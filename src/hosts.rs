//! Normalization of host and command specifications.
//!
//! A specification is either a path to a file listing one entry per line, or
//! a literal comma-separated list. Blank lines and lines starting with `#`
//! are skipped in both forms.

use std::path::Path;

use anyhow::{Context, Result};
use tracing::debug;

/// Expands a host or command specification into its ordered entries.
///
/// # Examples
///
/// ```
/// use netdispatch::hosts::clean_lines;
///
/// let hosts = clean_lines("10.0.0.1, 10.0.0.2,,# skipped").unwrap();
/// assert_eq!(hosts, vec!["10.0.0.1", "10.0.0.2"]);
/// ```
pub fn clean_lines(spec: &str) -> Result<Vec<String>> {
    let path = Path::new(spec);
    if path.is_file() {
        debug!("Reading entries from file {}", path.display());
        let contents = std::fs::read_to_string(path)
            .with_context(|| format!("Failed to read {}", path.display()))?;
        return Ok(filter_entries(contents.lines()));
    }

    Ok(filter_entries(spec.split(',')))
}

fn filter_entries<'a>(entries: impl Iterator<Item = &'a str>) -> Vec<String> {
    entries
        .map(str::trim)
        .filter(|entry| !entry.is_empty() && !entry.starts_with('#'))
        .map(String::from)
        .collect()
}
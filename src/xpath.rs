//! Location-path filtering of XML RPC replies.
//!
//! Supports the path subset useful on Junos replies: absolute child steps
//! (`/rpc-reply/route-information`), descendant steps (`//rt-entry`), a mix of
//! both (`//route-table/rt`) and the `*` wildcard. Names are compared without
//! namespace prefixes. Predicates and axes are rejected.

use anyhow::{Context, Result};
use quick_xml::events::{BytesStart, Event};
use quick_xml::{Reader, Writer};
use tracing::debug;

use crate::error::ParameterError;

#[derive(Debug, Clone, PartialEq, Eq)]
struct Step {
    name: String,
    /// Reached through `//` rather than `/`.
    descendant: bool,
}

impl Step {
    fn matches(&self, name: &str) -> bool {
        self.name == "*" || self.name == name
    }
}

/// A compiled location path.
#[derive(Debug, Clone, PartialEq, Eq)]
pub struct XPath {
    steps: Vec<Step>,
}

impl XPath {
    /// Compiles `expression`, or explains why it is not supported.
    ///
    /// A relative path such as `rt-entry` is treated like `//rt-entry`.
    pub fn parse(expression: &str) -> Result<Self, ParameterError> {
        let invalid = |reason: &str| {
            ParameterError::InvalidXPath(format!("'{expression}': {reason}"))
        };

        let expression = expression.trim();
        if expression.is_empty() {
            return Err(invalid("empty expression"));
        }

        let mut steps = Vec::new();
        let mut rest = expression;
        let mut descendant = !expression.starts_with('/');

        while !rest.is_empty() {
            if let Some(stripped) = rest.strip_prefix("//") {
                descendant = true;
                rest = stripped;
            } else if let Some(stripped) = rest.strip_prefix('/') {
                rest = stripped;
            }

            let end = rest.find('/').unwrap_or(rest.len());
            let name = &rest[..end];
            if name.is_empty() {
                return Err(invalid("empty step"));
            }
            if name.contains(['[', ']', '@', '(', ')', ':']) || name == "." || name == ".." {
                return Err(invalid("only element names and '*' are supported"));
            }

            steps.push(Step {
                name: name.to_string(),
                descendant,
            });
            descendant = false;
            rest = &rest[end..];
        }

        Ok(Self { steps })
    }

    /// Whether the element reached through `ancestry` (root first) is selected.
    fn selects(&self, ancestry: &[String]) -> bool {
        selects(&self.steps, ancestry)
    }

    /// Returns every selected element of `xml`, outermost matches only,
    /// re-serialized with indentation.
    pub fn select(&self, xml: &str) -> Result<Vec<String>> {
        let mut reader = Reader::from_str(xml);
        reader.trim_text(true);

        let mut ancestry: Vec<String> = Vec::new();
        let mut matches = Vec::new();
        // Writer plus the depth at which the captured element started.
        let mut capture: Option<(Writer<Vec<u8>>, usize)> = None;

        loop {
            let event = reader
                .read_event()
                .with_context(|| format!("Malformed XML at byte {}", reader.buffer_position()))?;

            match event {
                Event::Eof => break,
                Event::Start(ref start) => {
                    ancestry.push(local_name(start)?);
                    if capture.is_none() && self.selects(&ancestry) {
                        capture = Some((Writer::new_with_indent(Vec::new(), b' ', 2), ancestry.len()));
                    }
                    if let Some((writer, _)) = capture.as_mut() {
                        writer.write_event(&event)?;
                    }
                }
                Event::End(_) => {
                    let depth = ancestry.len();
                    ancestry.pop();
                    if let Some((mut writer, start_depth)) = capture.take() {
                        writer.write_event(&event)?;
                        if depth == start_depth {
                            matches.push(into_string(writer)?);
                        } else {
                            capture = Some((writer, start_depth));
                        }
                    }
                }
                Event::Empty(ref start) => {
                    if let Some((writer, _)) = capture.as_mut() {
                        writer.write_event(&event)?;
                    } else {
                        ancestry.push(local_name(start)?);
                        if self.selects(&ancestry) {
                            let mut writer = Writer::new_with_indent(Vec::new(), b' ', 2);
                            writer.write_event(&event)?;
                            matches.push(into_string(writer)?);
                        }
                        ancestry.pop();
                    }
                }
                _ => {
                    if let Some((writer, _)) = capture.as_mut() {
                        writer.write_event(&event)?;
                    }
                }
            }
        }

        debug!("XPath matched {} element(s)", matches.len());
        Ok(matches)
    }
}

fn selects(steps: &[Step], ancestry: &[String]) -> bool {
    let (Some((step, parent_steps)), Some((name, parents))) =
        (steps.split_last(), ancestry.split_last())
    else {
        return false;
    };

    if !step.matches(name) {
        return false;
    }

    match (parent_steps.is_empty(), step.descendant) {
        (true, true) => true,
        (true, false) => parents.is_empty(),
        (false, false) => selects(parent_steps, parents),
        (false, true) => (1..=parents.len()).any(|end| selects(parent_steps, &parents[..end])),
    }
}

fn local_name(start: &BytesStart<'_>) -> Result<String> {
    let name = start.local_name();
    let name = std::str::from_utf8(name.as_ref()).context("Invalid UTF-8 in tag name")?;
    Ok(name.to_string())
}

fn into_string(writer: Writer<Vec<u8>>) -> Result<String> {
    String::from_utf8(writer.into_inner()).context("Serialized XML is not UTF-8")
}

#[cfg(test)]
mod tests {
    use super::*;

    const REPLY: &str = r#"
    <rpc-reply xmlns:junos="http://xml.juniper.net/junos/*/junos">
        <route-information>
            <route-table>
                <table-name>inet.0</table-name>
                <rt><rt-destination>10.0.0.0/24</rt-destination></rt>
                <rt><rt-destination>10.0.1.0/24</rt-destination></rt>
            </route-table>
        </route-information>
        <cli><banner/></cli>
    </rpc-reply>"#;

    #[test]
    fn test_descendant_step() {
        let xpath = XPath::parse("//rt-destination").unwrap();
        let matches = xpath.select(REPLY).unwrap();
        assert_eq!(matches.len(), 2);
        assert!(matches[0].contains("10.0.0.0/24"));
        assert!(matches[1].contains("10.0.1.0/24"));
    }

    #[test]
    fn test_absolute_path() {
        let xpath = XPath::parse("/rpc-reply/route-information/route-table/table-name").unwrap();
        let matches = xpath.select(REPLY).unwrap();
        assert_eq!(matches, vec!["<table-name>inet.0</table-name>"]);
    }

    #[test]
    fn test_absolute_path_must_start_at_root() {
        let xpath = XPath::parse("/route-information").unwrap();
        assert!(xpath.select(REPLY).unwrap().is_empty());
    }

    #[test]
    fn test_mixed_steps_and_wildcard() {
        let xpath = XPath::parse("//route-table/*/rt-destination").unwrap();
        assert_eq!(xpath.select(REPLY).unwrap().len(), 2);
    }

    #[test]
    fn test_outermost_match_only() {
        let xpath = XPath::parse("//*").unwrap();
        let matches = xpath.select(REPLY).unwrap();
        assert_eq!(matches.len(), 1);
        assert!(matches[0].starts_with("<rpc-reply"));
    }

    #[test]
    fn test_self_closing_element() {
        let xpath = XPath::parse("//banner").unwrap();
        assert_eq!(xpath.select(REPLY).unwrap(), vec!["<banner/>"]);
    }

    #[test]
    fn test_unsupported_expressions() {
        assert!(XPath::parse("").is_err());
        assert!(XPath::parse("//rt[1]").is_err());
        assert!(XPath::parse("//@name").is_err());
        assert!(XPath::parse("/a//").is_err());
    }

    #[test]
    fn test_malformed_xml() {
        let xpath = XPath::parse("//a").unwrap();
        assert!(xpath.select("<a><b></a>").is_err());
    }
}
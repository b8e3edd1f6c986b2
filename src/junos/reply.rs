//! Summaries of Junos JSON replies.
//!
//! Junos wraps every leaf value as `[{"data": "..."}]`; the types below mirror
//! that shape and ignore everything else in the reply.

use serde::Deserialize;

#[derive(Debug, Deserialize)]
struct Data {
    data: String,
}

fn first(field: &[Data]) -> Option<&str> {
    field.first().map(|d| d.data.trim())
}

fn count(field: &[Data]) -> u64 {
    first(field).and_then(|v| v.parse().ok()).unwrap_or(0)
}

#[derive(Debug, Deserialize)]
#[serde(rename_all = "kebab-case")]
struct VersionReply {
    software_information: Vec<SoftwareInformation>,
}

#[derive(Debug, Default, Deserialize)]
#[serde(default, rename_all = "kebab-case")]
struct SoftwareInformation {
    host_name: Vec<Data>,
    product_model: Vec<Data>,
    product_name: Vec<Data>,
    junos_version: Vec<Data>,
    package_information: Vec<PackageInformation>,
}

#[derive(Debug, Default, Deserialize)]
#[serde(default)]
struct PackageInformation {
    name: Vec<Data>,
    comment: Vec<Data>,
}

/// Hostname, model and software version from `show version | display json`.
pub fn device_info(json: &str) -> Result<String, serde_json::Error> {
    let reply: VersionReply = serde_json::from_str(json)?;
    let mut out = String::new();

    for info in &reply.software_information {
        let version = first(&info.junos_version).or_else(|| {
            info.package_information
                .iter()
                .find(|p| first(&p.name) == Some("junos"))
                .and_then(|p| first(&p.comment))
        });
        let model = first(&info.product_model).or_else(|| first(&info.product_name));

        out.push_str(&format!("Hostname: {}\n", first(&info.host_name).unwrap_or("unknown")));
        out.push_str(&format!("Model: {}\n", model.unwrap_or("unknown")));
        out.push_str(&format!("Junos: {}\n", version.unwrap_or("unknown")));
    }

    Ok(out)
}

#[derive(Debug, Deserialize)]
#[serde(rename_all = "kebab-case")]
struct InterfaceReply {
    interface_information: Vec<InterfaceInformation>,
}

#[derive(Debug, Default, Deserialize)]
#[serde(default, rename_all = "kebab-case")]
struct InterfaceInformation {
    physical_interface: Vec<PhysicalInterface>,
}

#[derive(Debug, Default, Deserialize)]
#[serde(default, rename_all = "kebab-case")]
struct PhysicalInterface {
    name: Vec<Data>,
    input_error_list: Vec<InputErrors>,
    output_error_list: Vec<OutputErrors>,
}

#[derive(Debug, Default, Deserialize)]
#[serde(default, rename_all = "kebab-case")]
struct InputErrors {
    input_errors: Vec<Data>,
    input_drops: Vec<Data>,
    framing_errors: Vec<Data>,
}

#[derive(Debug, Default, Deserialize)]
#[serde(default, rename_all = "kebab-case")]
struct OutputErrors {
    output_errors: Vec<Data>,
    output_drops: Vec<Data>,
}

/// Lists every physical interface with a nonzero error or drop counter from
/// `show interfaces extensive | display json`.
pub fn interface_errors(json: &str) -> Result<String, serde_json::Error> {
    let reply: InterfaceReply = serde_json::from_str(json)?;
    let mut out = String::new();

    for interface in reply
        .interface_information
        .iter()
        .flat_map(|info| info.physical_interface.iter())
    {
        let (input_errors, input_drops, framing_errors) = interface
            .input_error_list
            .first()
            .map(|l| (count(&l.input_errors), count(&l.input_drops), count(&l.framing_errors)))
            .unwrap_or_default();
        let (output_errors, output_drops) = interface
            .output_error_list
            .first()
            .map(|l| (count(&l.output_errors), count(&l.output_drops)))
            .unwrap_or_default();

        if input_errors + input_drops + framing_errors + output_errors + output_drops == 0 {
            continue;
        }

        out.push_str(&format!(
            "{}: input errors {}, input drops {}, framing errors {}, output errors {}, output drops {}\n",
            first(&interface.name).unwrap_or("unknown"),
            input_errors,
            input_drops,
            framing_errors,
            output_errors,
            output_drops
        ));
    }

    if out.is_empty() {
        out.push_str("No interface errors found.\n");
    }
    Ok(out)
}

- **Exercise instructions**
Only one thing belongs in the answer: the number of lines of the data that contain the string "OutputErrors".

- **Expected output**
2